Retail property investment rises sharply as base rate declines – Rightmove

Retail investment demand bounced back in the last quarter after the Bank of England cut interest rates for the second time this year, research from Rightmove found.

Demand to invest in the retail sector was up by 35% compared to the same three-month period last year, based on enquiries to commercial agents. 

High-street retail investment demand was up by 56%, the highest level since 2021. 

This marked a turnaround from a year ago, when demand for retail investment was down by 15% year-on-year.

Overall demand for commercial property investment was up by 20% compared to Q2 2023. 

Supply of retail properties was down by 4% compared to last year and fell steadily from the start of 2024. 

Demand from businesses to lease retail space also went up by 10% compared to last year, showing more interest in physical shops even as online shopping grew.

Investment demand in the office sector also picked up, up by 65% compared to a year ago. 

At this time last year, this trend was down by 13%. 

Demand from businesses to lease office space was up by 12% year-on-year, with demand in London up by 14%. 

In Westminster and the City of London, demand to lease office space went up by 29% and 21% respectively.

The industrial sector recorded the biggest rise, with demand to invest in industrial property more than doubling, up by 105% compared to the same period last year. 

Demand to lease industrial space was up by 41%.

Andy Miles, managing director of commercial real estate at Rightmove, said: “The growth of the industrial sector has been one of the main stories so far this year, but we can see a resurgence to invest in retail and office space too. 

“Rate cuts are helping investment into commercial property, and after a period of decline it appears that retail and office spaces are becoming more attractive to invest in.”

John Mitchell, managing director at Christie Finance, said: “Bank of England Base Rate has fallen as expected over the past 12 months and general consensus is that we’ll see further reductions this year. 
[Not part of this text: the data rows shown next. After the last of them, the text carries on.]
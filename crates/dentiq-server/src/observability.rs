// Basic tracing initialization with configurable and reloadable log level.
use std::sync::OnceLock;
use tracing_subscriber::{EnvFilter, fmt, prelude::*, reload};

static LOG_RELOAD_HANDLE: OnceLock<reload::Handle<EnvFilter, tracing_subscriber::Registry>> =
    OnceLock::new();

pub fn init_tracing() {
    init_tracing_with_level("info");
}

pub fn init_tracing_with_level(level: &str) {
    // Prefer RUST_LOG from env, otherwise use provided level string.
    let base_filter = std::env::var("RUST_LOG")
        .ok()
        .and_then(|_| EnvFilter::try_from_default_env().ok())
        .unwrap_or_else(|| EnvFilter::new(level));

    let (reload_layer, handle) = reload::Layer::new(base_filter);
    let _ = LOG_RELOAD_HANDLE.set(handle);

    let _ = tracing_subscriber::registry()
        .with(reload_layer)
        .with(fmt::layer())
        .try_init();
}

/// Apply a new logging level at runtime if reload handle is configured.
pub fn apply_logging_level(level: &str) {
    if let Some(handle) = LOG_RELOAD_HANDLE.get() {
        let _ = handle.modify(|f| {
            *f = EnvFilter::new(level);
        });
    }
}

pub fn shutdown_tracing() {
    // Nothing to flush; fmt layer writes synchronously
}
“The reduction in Base Rate is much welcomed and coupled with a narrowing of interest rate margins, the overall cost of borrowing continues to fall making investment more attractive.

“We continue to see strong levels of demand from investors across a broad spectrum of asset classes with recent transactions spanning the leisure and hospitality, retail and student accommodation sectors.”
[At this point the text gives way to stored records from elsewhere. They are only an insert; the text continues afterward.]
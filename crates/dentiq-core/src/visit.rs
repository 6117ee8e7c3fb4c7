use crate::error::{CoreError, Result};
use serde::{Deserialize, Serialize};
use std::collections::HashMap;
use std::fmt;
use std::str::FromStr;
use time::OffsetDateTime;

/// Pipeline state of a patient visit.
///
/// The set is closed and ordered-but-not-strictly-linear: which predecessor/
/// successor pairs are legal is decided by the clinic's workflow template, not
/// by this enum.
#[derive(Debug, Clone, Copy, PartialEq, Eq, Hash, Serialize, Deserialize)]
#[serde(rename_all = "SCREAMING_SNAKE_CASE")]
pub enum VisitState {
    CheckedIn,
    ReadyForExam,
    ExamInProgress,
    TreatmentPlanned,
    ReadyForBilling,
    Billed,
    PaymentCompleted,
    VisitCompleted,
}

impl VisitState {
    /// All states in pipeline order.
    pub const ALL: [VisitState; 8] = [
        VisitState::CheckedIn,
        VisitState::ReadyForExam,
        VisitState::ExamInProgress,
        VisitState::TreatmentPlanned,
        VisitState::ReadyForBilling,
        VisitState::Billed,
        VisitState::PaymentCompleted,
        VisitState::VisitCompleted,
    ];

    /// The literal state identifier used on the wire, in transition keys and
    /// in notification messages.
    pub fn as_str(&self) -> &'static str {
        match self {
            VisitState::CheckedIn => "CHECKED_IN",
            VisitState::ReadyForExam => "READY_FOR_EXAM",
            VisitState::ExamInProgress => "EXAM_IN_PROGRESS",
            VisitState::TreatmentPlanned => "TREATMENT_PLANNED",
            VisitState::ReadyForBilling => "READY_FOR_BILLING",
            VisitState::Billed => "BILLED",
            VisitState::PaymentCompleted => "PAYMENT_COMPLETED",
            VisitState::VisitCompleted => "VISIT_COMPLETED",
        }
    }
}

impl fmt::Display for VisitState {
    fn fmt(&self, f: &mut fmt::Formatter<'_>) -> fmt::Result {
        f.write_str(self.as_str())
    }
}

impl FromStr for VisitState {
    type Err = CoreError;

    fn from_str(s: &str) -> Result<Self> {
        match s {
            "CHECKED_IN" => Ok(VisitState::CheckedIn),
            "READY_FOR_EXAM" => Ok(VisitState::ReadyForExam),
            "EXAM_IN_PROGRESS" => Ok(VisitState::ExamInProgress),
            "TREATMENT_PLANNED" => Ok(VisitState::TreatmentPlanned),
            "READY_FOR_BILLING" => Ok(VisitState::ReadyForBilling),
            "BILLED" => Ok(VisitState::Billed),
            "PAYMENT_COMPLETED" => Ok(VisitState::PaymentCompleted),
            "VISIT_COMPLETED" => Ok(VisitState::VisitCompleted),
            other => Err(CoreError::invalid_visit_state(other)),
        }
    }
}

/// One clinical encounter for a patient, tracked through the pipeline states.
///
/// Visits are created when an appointment begins being serviced, mutated on
/// every transition and never deleted (retained for audit/history).
#[derive(Debug, Clone, PartialEq, Serialize, Deserialize)]
pub struct Visit {
    pub id: String,
    pub clinic_id: String,
    pub appointment_id: String,
    pub status: VisitState,
    #[serde(skip_serializing_if = "Option::is_none")]
    pub room: Option<String>,
    /// Auxiliary booleans (e.g. consent confirmed). Keys are free-form.
    #[serde(skip_serializing_if = "HashMap::is_empty", default)]
    pub flags: HashMap<String, bool>,
    #[serde(with = "time::serde::rfc3339")]
    pub created_at: OffsetDateTime,
    #[serde(with = "time::serde::rfc3339")]
    pub updated_at: OffsetDateTime,
}

impl Visit {
    pub fn new(
        id: impl Into<String>,
        clinic_id: impl Into<String>,
        appointment_id: impl Into<String>,
    ) -> Self {
        let now = crate::time::now_utc();
        Self {
            id: id.into(),
            clinic_id: clinic_id.into(),
            appointment_id: appointment_id.into(),
            status: VisitState::CheckedIn,
            room: None,
            flags: HashMap::new(),
            created_at: now,
            updated_at: now,
        }
    }

    pub fn with_status(mut self, status: VisitState) -> Self {
        self.status = status;
        self
    }

    pub fn with_room(mut self, room: impl Into<String>) -> Self {
        self.room = Some(room.into());
        self
    }

    pub fn set_flag(&mut self, name: impl Into<String>, value: bool) {
        self.flags.insert(name.into(), value);
    }

    pub fn flag(&self, name: &str) -> bool {
        self.flags.get(name).copied().unwrap_or(false)
    }

    /// Moves the visit to `status` and bumps `updated_at`.
    pub fn transition_to(&mut self, status: VisitState) {
        self.status = status;
        self.updated_at = crate::time::now_utc();
    }
}

#[cfg(test)]
mod tests {
    use super::*;

    #[test]
    fn test_visit_state_wire_form() {
        let json = serde_json::to_string(&VisitState::ReadyForExam).unwrap();
        assert_eq!(json, "\"READY_FOR_EXAM\"");

        let state: VisitState = serde_json::from_str("\"PAYMENT_COMPLETED\"").unwrap();
        assert_eq!(state, VisitState::PaymentCompleted);
    }

    #[test]
    fn test_visit_state_display_matches_serde() {
        for state in VisitState::ALL {
            let display = state.to_string();
            let json = serde_json::to_string(&state).unwrap();
            assert_eq!(json, format!("\"{display}\""));
        }
    }

    #[test]
    fn test_visit_state_from_str_roundtrip() {
        for state in VisitState::ALL {
            let parsed: VisitState = state.as_str().parse().unwrap();
            assert_eq!(parsed, state);
        }
    }

    #[test]
    fn test_visit_state_from_str_invalid() {
        let err = "NOT_A_STATE".parse::<VisitState>().unwrap_err();
        assert!(err.to_string().contains("NOT_A_STATE"));
        assert!("checked_in".parse::<VisitState>().is_err());
        assert!("".parse::<VisitState>().is_err());
    }

    #[test]
    fn test_visit_new_defaults() {
        let visit = Visit::new("v1", "clinic-1", "appt-1");
        assert_eq!(visit.status, VisitState::CheckedIn);
        assert!(visit.room.is_none());
        assert!(visit.flags.is_empty());
        assert_eq!(visit.created_at, visit.updated_at);
    }

    #[test]
    fn test_visit_builders() {
        let visit = Visit::new("v1", "clinic-1", "appt-1")
            .with_status(VisitState::ExamInProgress)
            .with_room("3");
        assert_eq!(visit.status, VisitState::ExamInProgress);
        assert_eq!(visit.room.as_deref(), Some("3"));
    }

    #[test]
    fn test_visit_flags() {
        let mut visit = Visit::new("v1", "clinic-1", "appt-1");
        assert!(!visit.flag("consent_confirmed"));
        visit.set_flag("consent_confirmed", true);
        assert!(visit.flag("consent_confirmed"));
    }

    #[test]
    fn test_visit_transition_bumps_updated_at() {
        let mut visit = Visit::new("v1", "clinic-1", "appt-1");
        let before = visit.updated_at;
        std::thread::sleep(std::time::Duration::from_millis(1));
        visit.transition_to(VisitState::ReadyForExam);
        assert_eq!(visit.status, VisitState::ReadyForExam);
        assert!(visit.updated_at > before);
    }

    #[test]
    fn test_visit_serialization_omits_empty_optionals() {
        let visit = Visit::new("v1", "clinic-1", "appt-1");
        let json = serde_json::to_value(&visit).unwrap();
        assert_eq!(json["status"], "CHECKED_IN");
        assert!(json.get("room").is_none());
        assert!(json.get("flags").is_none());
    }

    #[test]
    fn test_visit_deserialization() {
        let json = serde_json::json!({
            "id": "v9",
            "clinic_id": "clinic-2",
            "appointment_id": "appt-7",
            "status": "BILLED",
            "room": "1A",
            "flags": {"consent_confirmed": true},
            "created_at": "2026-05-01T09:00:00Z",
            "updated_at": "2026-05-01T10:30:00Z",
        });
        let visit: Visit = serde_json::from_value(json).unwrap();
        assert_eq!(visit.status, VisitState::Billed);
        assert!(visit.flag("consent_confirmed"));
        assert_eq!(visit.room.as_deref(), Some("1A"));
    }
}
Michael Sears, commercial advisory panel board member at NAEA Propertymark, said: “It is positive to see a rejuvenated appetite regarding investment within the retail and office space sectors, especially considering habits have shifted significantly in recent years. 

“Online commerce fundamentally changed how people shop in many cases, and the pandemic accelerated the home working revolution.
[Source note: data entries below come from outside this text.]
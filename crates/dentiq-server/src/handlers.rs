use axum::{
    Json,
    extract::{Path, State},
    http::StatusCode,
    response::IntoResponse,
};
use serde::Deserialize;
use serde_json::json;

use dentiq_core::{AppointmentSnapshot, PatientSnapshot, Visit, VisitState, generate_id};
use dentiq_storage::StorageError;
use dentiq_workflow::TriggerContext;

use crate::error::ApiError;
use crate::state::AppState;

pub async fn root() -> impl IntoResponse {
    let body = json!({
        "service": "Dentiq Server",
        "status": "ok",
        "version": env!("CARGO_PKG_VERSION"),
    });
    (StatusCode::OK, Json(body))
}

pub async fn healthz() -> impl IntoResponse {
    (StatusCode::OK, Json(json!({ "status": "ok" })))
}

pub async fn readyz() -> impl IntoResponse {
    (StatusCode::OK, Json(json!({ "status": "ready" })))
}

// ---- Visits ----

#[derive(Debug, Deserialize)]
pub struct CreateVisitRequest {
    pub appointment_id: String,
    #[serde(default)]
    pub room: Option<String>,
    #[serde(default)]
    pub status: Option<VisitState>,
}

pub async fn create_visit(
    State(state): State<AppState>,
    Path(clinic_id): Path<String>,
    Json(payload): Json<CreateVisitRequest>,
) -> Result<impl IntoResponse, ApiError> {
    if payload.appointment_id.is_empty() {
        return Err(ApiError::bad_request("appointment_id must not be empty"));
    }

    let mut visit = Visit::new(generate_id(), &clinic_id, &payload.appointment_id);
    if let Some(room) = payload.room {
        visit = visit.with_room(room);
    }
    if let Some(status) = payload.status {
        visit = visit.with_status(status);
    }

    let created = state.visits.create(visit).await?;
    tracing::info!(visit = %created.id, clinic = %clinic_id, "visit created");
    Ok((StatusCode::CREATED, Json(created)))
}

pub async fn get_visit(
    State(state): State<AppState>,
    Path((clinic_id, id)): Path<(String, String)>,
) -> Result<impl IntoResponse, ApiError> {
    let visit = state
        .visits
        .get(&clinic_id, &id)
        .await?
        .ok_or_else(|| StorageError::not_found("Visit", &id))?;
    Ok(Json(visit))
}

pub async fn list_visits(
    State(state): State<AppState>,
    Path(clinic_id): Path<String>,
) -> Result<impl IntoResponse, ApiError> {
    let visits = state.visits.list_by_clinic(&clinic_id).await?;
    Ok(Json(visits))
}

// ---- Transition ----

#[derive(Debug, Deserialize)]
pub struct TransitionRequest {
    pub to: VisitState,
    #[serde(default)]
    pub workflow_template: Option<String>,
    pub appointment: AppointmentSnapshot,
    #[serde(default)]
    pub patient: Option<PatientSnapshot>,
}

/// Moves a visit to the requested state, then dispatches workflow triggers
/// for the observed transition.
///
/// The status update is authoritative: trigger failures are contained inside
/// the dispatcher and the updated visit is returned regardless.
pub async fn transition_visit(
    State(state): State<AppState>,
    Path((clinic_id, id)): Path<(String, String)>,
    Json(payload): Json<TransitionRequest>,
) -> Result<impl IntoResponse, ApiError> {
    let visit = state
        .visits
        .get(&clinic_id, &id)
        .await?
        .ok_or_else(|| StorageError::not_found("Visit", &id))?;

    let from = visit.status;
    let updated = state.visits.update_status(&clinic_id, &id, payload.to).await?;

    tracing::info!(
        visit = %updated.id,
        clinic = %clinic_id,
        from = %from,
        to = %payload.to,
        "visit transitioned"
    );

    let mut ctx = TriggerContext::new(&clinic_id, payload.appointment, updated.clone());
    if let Some(patient) = payload.patient {
        ctx = ctx.with_patient(patient);
    }
    if let Some(template) = payload.workflow_template {
        ctx = ctx.with_workflow_template(template);
    }

    state.dispatcher.run_visit_triggers(from, payload.to, &ctx).await;

    Ok(Json(updated))
}

// ---- Notifications ----

pub async fn list_notifications(
    State(state): State<AppState>,
    Path((clinic_id, user_id)): Path<(String, String)>,
) -> Result<impl IntoResponse, ApiError> {
    let rows = state
        .notifications
        .list_for_user(&clinic_id, &user_id)
        .await?;
    Ok(Json(rows))
}

pub async fn mark_notification_read(
    State(state): State<AppState>,
    Path((clinic_id, id)): Path<(String, String)>,
) -> Result<impl IntoResponse, ApiError> {
    let updated = state.notifications.mark_read(&clinic_id, &id).await?;
    Ok(Json(updated))
}

// ---- Invoices ----

pub async fn list_invoices(
    State(state): State<AppState>,
    Path(clinic_id): Path<String>,
) -> Result<impl IntoResponse, ApiError> {
    let invoices = state.invoices.list_by_clinic(&clinic_id).await?;
    Ok(Json(invoices))
}

pub async fn get_invoice(
    State(state): State<AppState>,
    Path((clinic_id, id)): Path<(String, String)>,
) -> Result<impl IntoResponse, ApiError> {
    let invoice = state
        .invoices
        .get(&clinic_id, &id)
        .await?
        .ok_or_else(|| StorageError::not_found("Invoice", &id))?;
    let items = state.invoices.items(&invoice.id).await?;
    Ok(Json(json!({ "invoice": invoice, "items": items })))
}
“However, these figures are the highest they have been since 2021 and show that there is still a healthy desire for high-quality retail space across the UK and that many employers are also finding a new balance for their office space requirements that complements hybrid working arrangements with their colleagues.”

Sears added: “These factors added together are a positive sign of a high street resurgence in many regions.”